Below is a list of five books that caseworkers and adoption professionals have recommend to adoptive families.
Non-Fiction Books About Adoption
The Open-Hearted Way to Open Adoption: Helping Your Child Grow Up Whole
By Lori Holden
“Prior to 1990, fewer than five percent of domestic infant adoptions were open. In 2012, ninety percent or more of adoption agencies are recommending open adoption. Yet these agencies do not often or adequately prepare either adopting parents or birth parents for the road ahead of them!The adult parties in open adoptions are left floundering.
Through their own stories and those of other families of open adoption, Lori and Crystal review the secrets to success, the pitfalls and challenges, the joys and triumphs. By putting the adopted child at the center, families can come to enjoy the benefits of open adoption and mitigate the challenges that may arise.”
20 Things Adoptive Parents Need to Succeed
By Sherri Eldridge
“Speaking from her own experience as an adoptee and an expert in the field of adoption, Eldridge shares proven strategies and the moving narratives of nearly one hundred adoptive families, helpingparents gain a deeper understanding of what is normal, both for their children and themselves. By first strengthening yourself as a parent, you’ll be able to truly listen to your child, and to connect with him on every level, by opening the channels of communication and keeping them open forever. Then you and your child can grow closer through the practical exercises at the end of every chapter.”

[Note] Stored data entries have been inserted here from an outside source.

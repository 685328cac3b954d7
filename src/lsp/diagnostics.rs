//! Periodic diagnostics polling into widget markers.
//!
//! The service publishes diagnostics on its own schedule, so the bridge
//! pulls the full snapshot on an interval and replaces the marker set of
//! every open document. Documents the snapshot does not mention get an
//! empty set, which clears markers for problems that were fixed.

use std::collections::HashMap;
use std::sync::Arc;
use std::time::Duration;

use lsp_types::{Diagnostic, NumberOrString};
use serde_json::Value;
use tokio::task::JoinHandle;
use tokio::time::MissedTickBehavior;
use tracing::{debug, warn};

use super::{EditorEngine, Marker, MarkerSeverity, WidgetRange, MARKER_OWNER};
use crate::service::uri::file_uri;
use crate::service::{ServiceClient, ServiceResult};

/// Background task feeding diagnostics to one engine. Stops on drop.
#[derive(Debug)]
pub struct DiagnosticsPoller {
    task: JoinHandle<()>,
}

impl DiagnosticsPoller {
    /// Spawn the polling loop. The first poll runs immediately.
    pub fn start(client: ServiceClient, engine: Arc<dyn EditorEngine>, interval: Duration) -> Self {
        let task = tokio::spawn(async move {
            let mut ticker = tokio::time::interval(interval);
            ticker.set_missed_tick_behavior(MissedTickBehavior::Delay);
            loop {
                ticker.tick().await;
                match poll_once(&client, engine.as_ref()).await {
                    Ok(documents) => debug!(documents, "diagnostics applied"),
                    Err(err) => warn!(error = %err, "diagnostics poll failed"),
                }
            }
        });
        Self { task }
    }

    pub fn stop(&self) {
        self.task.abort();
    }

    pub fn is_running(&self) -> bool {
        !self.task.is_finished()
    }
}

impl Drop for DiagnosticsPoller {
    fn drop(&mut self) {
        self.task.abort();
    }
}

/// Fetch one snapshot and apply it. Returns how many documents were
/// updated.
pub async fn poll_once(client: &ServiceClient, engine: &dyn EditorEngine) -> ServiceResult<usize> {
    let batches = client.diagnostics().await?;
    let by_uri: HashMap<String, Vec<Marker>> = batches
        .into_iter()
        .map(|batch| (batch.uri, to_markers(&batch.entries)))
        .collect();

    let documents = engine.open_documents();
    for path in &documents {
        let uri = client
            .session(path)
            .map(|session| session.uri)
            .unwrap_or_else(|| file_uri(path));
        let markers = by_uri.get(&uri).cloned().unwrap_or_default();
        engine.set_markers(path, MARKER_OWNER, markers);
    }
    Ok(documents.len())
}

/// Convert raw entries, skipping any that are not valid diagnostics.
pub fn to_markers(entries: &[Value]) -> Vec<Marker> {
    entries
        .iter()
        .filter_map(|entry| match to_marker(entry) {
            Some(marker) => Some(marker),
            None => {
                debug!(entry = %entry, "skipping malformed diagnostic");
                None
            }
        })
        .collect()
}

pub fn to_marker(entry: &Value) -> Option<Marker> {
    let diagnostic: Diagnostic = serde_json::from_value(entry.clone()).ok()?;
    Some(Marker {
        range: WidgetRange::from_lsp(diagnostic.range),
        severity: MarkerSeverity::from_lsp(diagnostic.severity),
        message: diagnostic.message,
        source: diagnostic.source,
        code: diagnostic.code.map(|code| match code {
            NumberOrString::Number(n) => n.to_string(),
            NumberOrString::String(s) => s,
        }),
    })
}
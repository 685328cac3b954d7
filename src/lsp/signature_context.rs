//! Call-context inference for signature help, from text alone.
//!
//! Finds the `(` of the call enclosing the cursor, decides whether that
//! call is already closed before the cursor, and counts top-level commas
//! to pick the active parameter. Parentheses inside string literals never
//! count, and nested calls are skipped by depth tracking.

/// Where the cursor sits relative to the enclosing call.
#[derive(Debug, Clone, Copy, PartialEq, Eq)]
pub struct SignatureContext {
    /// Char offset of the call's `(`.
    pub open_offset: usize,
    /// A matching `)` appears before the cursor.
    pub closed: bool,
    /// 0-based index of the argument under the cursor.
    pub active_parameter: usize,
}

impl SignatureContext {
    /// Whether signature help should be shown.
    pub fn is_active(&self) -> bool {
        !self.closed
    }
}

fn is_quote(c: char) -> bool {
    matches!(c, '"' | '\'' | '`')
}

/// True when `chars[idx]` is preceded by an odd run of backslashes.
fn is_escaped(chars: &[char], idx: usize) -> bool {
    chars[..idx].iter().rev().take_while(|&&c| c == '\\').count() % 2 == 1
}

/// Forward string-literal state: which quote opened it, and whether the
/// next character is escaped.
#[derive(Default)]
struct StringState {
    quote: Option<char>,
    escaped: bool,
}

impl StringState {
    /// Feed one character; returns true if it is part of a string literal
    /// (including its delimiters).
    fn step(&mut self, c: char) -> bool {
        match self.quote {
            Some(open) => {
                if self.escaped {
                    self.escaped = false;
                } else if c == '\\' {
                    self.escaped = true;
                } else if c == open {
                    self.quote = None;
                }
                true
            }
            None if is_quote(c) => {
                self.quote = Some(c);
                true
            }
            None => false,
        }
    }
}

/// Scan backward from the cursor for the `(` that opens the enclosing call.
pub fn find_call_open(chars: &[char], cursor: usize) -> Option<usize> {
    let cursor = cursor.min(chars.len());
    let mut depth = 0usize;
    let mut in_string: Option<char> = None;

    for idx in (0..cursor).rev() {
        let c = chars[idx];

        if let Some(quote) = in_string {
            if c == quote && !is_escaped(chars, idx) {
                in_string = None;
            }
            continue;
        }

        match c {
            q if is_quote(q) && !is_escaped(chars, idx) => in_string = Some(q),
            ')' => depth += 1,
            '(' if depth > 0 => depth -= 1,
            '(' => return Some(idx),
            _ => {}
        }
    }
    None
}

/// Whether the call opened at `open` is closed before `cursor`.
pub fn is_call_closed(chars: &[char], open: usize, cursor: usize) -> bool {
    let cursor = cursor.min(chars.len());
    let mut depth = 0usize;
    let mut strings = StringState::default();

    for &c in chars.iter().take(cursor).skip(open + 1) {
        if strings.step(c) {
            continue;
        }
        match c {
            '(' => depth += 1,
            ')' if depth == 0 => return true,
            ')' => depth -= 1,
            _ => {}
        }
    }
    false
}

/// Count commas at the call's top level between `open` and `cursor`.
///
/// Brackets and braces nest too, so list and dict literals passed as
/// arguments do not shift the index.
pub fn active_parameter(chars: &[char], open: usize, cursor: usize) -> usize {
    let cursor = cursor.min(chars.len());
    let mut depth = 0usize;
    let mut commas = 0usize;
    let mut strings = StringState::default();

    for &c in chars.iter().take(cursor).skip(open + 1) {
        if strings.step(c) {
            continue;
        }
        match c {
            '(' | '[' | '{' => depth += 1,
            ')' | ']' | '}' => depth = depth.saturating_sub(1),
            ',' if depth == 0 => commas += 1,
            _ => {}
        }
    }
    commas
}

/// Locate the enclosing call and classify it. `cursor` is a char offset.
pub fn scan(text: &str, cursor: usize) -> Option<SignatureContext> {
    let chars: Vec<char> = text.chars().collect();
    let open = find_call_open(&chars, cursor)?;
    let closed = is_call_closed(&chars, open, cursor);
    let active_parameter = if closed {
        0
    } else {
        active_parameter(&chars, open, cursor)
    };
    Some(SignatureContext {
        open_offset: open,
        closed,
        active_parameter,
    })
}

/// The enclosing call, only if it is still open at the cursor.
pub fn active_call(text: &str, cursor: usize) -> Option<SignatureContext> {
    scan(text, cursor).filter(SignatureContext::is_active)
}

#[cfg(test)]
mod tests {
    use super::*;

    fn at_end(text: &str) -> Option<SignatureContext> {
        active_call(text, text.chars().count())
    }

    #[test]
    fn third_argument() {
        let ctx = at_end("compute(1, 2, na").unwrap();
        assert_eq!(ctx.open_offset, 7);
        assert!(!ctx.closed);
        assert_eq!(ctx.active_parameter, 2);
    }

    #[test]
    fn closed_call_has_no_context() {
        assert_eq!(at_end("compute(1, 2)"), None);
    }

    #[test]
    fn comma_inside_string_not_counted() {
        let ctx = at_end("compute(\"a,b\", 3").unwrap();
        assert_eq!(ctx.active_parameter, 1);
    }

    #[test]
    fn paren_inside_string_ignored() {
        let ctx = at_end("log(\"(\", x").unwrap();
        assert_eq!(ctx.open_offset, 3);
        assert_eq!(ctx.active_parameter, 1);

        let ctx = at_end("log('a)b', ").unwrap();
        assert_eq!(ctx.open_offset, 3);
        assert_eq!(ctx.active_parameter, 1);
    }

    #[test]
    fn escaped_quote_stays_inside_string() {
        let ctx = at_end(r#"fmt("say \"hi, there\"", "#).unwrap();
        assert_eq!(ctx.open_offset, 3);
        assert_eq!(ctx.active_parameter, 1);
    }

    #[test]
    fn nested_call_is_skipped() {
        let text = "outer(inner(1, 2), ";
        let ctx = at_end(text).unwrap();
        assert_eq!(ctx.open_offset, 5);
        assert_eq!(ctx.active_parameter, 1);
    }

    #[test]
    fn cursor_inside_nested_call() {
        let text = "outer(a, inner(1, ";
        let ctx = at_end(text).unwrap();
        assert_eq!(ctx.open_offset, 14);
        assert_eq!(ctx.active_parameter, 1);
    }

    #[test]
    fn list_literal_commas_not_counted() {
        let ctx = at_end("f([1, 2, 3], {'a': 1, 'b': 2}, ").unwrap();
        assert_eq!(ctx.active_parameter, 2);
    }

    #[test]
    fn unmatched_close_paren_is_skipped() {
        // The stray `)` swallows the only `(`, leaving no call.
        assert_eq!(at_end("x = f(a) + b)"), None);
        // A leading `)` before any `(` just raises depth.
        assert_eq!(find_call_open(&"g(1) ) ".chars().collect::<Vec<_>>(), 7), None);
    }

    #[test]
    fn no_call_at_all() {
        assert_eq!(at_end("x = 1"), None);
        assert_eq!(at_end(""), None);
    }

    #[test]
    fn cursor_before_close_paren() {
        let text = "compute(1, 2)";
        let ctx = active_call(text, 12).unwrap();
        assert_eq!(ctx.open_offset, 7);
        assert_eq!(ctx.active_parameter, 1);
    }

    #[test]
    fn scan_reports_closed_context() {
        let text = "(compute(1)";
        let ctx = scan(text, text.len()).unwrap();
        assert_eq!(ctx.open_offset, 0);
        assert!(!ctx.closed);

        let chars: Vec<char> = "f(1) ".chars().collect();
        assert!(is_call_closed(&chars, 1, chars.len()));
    }

    #[test]
    fn cursor_past_end_is_clamped() {
        let ctx = active_call("f(a, ", 100).unwrap();
        assert_eq!(ctx.active_parameter, 1);
    }

    #[test]
    fn multibyte_text_uses_char_offsets() {
        let ctx = at_end("名前(\"é\", ").unwrap();
        assert_eq!(ctx.open_offset, 2);
        assert_eq!(ctx.active_parameter, 1);
    }
}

20 Things Adoptive Kids Wish Their Adoptive Parents Knew
By Sherri Eldridge
“As both an adoptee and president of Jewel Among Jewels Adoption Network, Eldridge brings an original approach to the topic of adoption. In an attempt to inform adoptive parents of the unique issues adoptees face, she discusses adoptee anger, mourning, and shame and adoption acknowledgment while using case studies to illustrate how parents can better relate to their adopted child. This book is solidly written but not without its flaws; most importantly, it lacks information concerning child development, e.g., whether parents should use the same approach to questions with a three-year-old as with a 14-year-old.”
Memoirs About Adoption
By Amy Seek
“God and Jetfire is a mother’s account of her decision to surrender her son in an open adoption and of their relationship over the twelve years that follow. Facing an unplanned pregnancy at twenty-two, Amy Seek and her ex-boyfriend begin an exhaustive search for a family to raise their child. They sift through hundreds of “Dear Birth Mother” letters, craft an extensive questionnaire, and interview numerous potential couples. Despite the immutability of the surrender, it does little to diminish Seek’s newfound feelings of motherhood. Once an ambitious architecture student, she struggles to reconcile her sadness with the hope that she’s done the best for her son, a struggle complicated by her continued, active presence in his life.”
By Tom LaMarr
They thought it was about time to have a kid. No big deal. Until it was. Then their lives went from fooling around to hormone shots, test tubes, embarrassing doctor visits, and more. But there’s no sad, mopey story here. Tom LaMarr handles the journey to fatherhood like he handles the rest of life – with enough humor to make even the most stoic wanna-be-dad laugh with recognition. Follow this funny father on his quest to become the one thing that eluded him: becoming the someone she calls “Daddy.”
Bonus! One Book About Adoption for the Kids.
By Rose Kent
“Kent’s debut novel humorously captures the feelings of a young teen who thoroughly enjoys his Italian-American family but still wonders about his birth parents and the circumstances that led to his abandonment. His search ultimately leads him to a young woman who may be his cousin. Subplots involving Joseph’s younger sisters, crushes on several girls in his class, and a new Korean friend round out the action and keep the story light. This will have special appeal for adoptees, but the questions about family roots that Kent raises are universal.”